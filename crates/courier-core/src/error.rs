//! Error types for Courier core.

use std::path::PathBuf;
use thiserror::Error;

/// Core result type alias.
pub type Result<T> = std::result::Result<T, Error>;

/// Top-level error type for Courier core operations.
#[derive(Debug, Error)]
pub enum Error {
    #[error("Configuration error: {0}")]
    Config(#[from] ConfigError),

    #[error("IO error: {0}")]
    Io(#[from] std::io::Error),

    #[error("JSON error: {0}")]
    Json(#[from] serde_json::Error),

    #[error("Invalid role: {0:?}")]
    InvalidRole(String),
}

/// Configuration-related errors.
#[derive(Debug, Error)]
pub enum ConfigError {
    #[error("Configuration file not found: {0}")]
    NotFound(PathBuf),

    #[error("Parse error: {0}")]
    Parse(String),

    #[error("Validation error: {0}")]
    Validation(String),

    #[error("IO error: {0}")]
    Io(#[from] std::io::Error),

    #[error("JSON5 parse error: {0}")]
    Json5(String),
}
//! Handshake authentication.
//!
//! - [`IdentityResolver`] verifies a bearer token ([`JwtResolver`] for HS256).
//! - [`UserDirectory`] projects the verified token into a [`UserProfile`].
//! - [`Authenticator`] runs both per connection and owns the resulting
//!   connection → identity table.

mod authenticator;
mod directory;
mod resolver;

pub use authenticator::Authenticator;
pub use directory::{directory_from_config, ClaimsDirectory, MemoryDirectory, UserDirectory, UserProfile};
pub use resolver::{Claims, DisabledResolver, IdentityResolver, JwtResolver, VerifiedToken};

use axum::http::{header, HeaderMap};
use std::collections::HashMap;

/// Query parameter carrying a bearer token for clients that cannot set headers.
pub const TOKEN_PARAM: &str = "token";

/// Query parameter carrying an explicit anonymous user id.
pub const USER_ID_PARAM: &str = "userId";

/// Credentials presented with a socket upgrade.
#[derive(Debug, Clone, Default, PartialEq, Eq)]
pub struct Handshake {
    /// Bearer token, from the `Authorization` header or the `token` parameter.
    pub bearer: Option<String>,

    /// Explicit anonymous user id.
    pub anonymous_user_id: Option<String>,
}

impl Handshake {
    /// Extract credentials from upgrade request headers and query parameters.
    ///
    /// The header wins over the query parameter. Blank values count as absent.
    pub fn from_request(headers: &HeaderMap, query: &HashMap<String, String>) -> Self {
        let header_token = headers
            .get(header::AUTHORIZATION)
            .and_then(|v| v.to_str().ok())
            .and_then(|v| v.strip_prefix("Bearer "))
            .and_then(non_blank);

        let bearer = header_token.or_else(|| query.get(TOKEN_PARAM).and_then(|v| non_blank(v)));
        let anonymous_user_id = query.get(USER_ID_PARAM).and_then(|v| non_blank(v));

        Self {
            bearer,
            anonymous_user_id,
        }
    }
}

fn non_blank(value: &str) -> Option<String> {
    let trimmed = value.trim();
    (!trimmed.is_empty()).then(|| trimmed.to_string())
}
========================================================================
Restate, word for word and without additions, every line from the top of the listing above through the line that contains "use std::collections::HashMap;".

filename crates/courier-core/src/error.rs
//! Error types for Courier core.

use std::path::PathBuf;
use thiserror::Error;

/// Core result type alias.
pub type Result<T> = std::result::Result<T, Error>;

/// Top-level error type for Courier core operations.
#[derive(Debug, Error)]
pub enum Error {
    #[error("Configuration error: {0}")]
    Config(#[from] ConfigError),

    #[error("IO error: {0}")]
    Io(#[from] std::io::Error),

    #[error("JSON error: {0}")]
    Json(#[from] serde_json::Error),

    #[error("Invalid role: {0:?}")]
    InvalidRole(String),
}

/// Configuration-related errors.
#[derive(Debug, Error)]
pub enum ConfigError {
    #[error("Configuration file not found: {0}")]
    NotFound(PathBuf),

    #[error("Parse error: {0}")]
    Parse(String),

    #[error("Validation error: {0}")]
    Validation(String),

    #[error("IO error: {0}")]
    Io(#[from] std::io::Error),

    #[error("JSON5 parse error: {0}")]
    Json5(String),
}
//! Handshake authentication.
//!
//! - [`IdentityResolver`] verifies a bearer token ([`JwtResolver`] for HS256).
//! - [`UserDirectory`] projects the verified token into a [`UserProfile`].
//! - [`Authenticator`] runs both per connection and owns the resulting
//!   connection → identity table.

mod authenticator;
mod directory;
mod resolver;

pub use authenticator::Authenticator;
pub use directory::{directory_from_config, ClaimsDirectory, MemoryDirectory, UserDirectory, UserProfile};
pub use resolver::{Claims, DisabledResolver, IdentityResolver, JwtResolver, VerifiedToken};

use axum::http::{header, HeaderMap};
use std::collections::HashMap;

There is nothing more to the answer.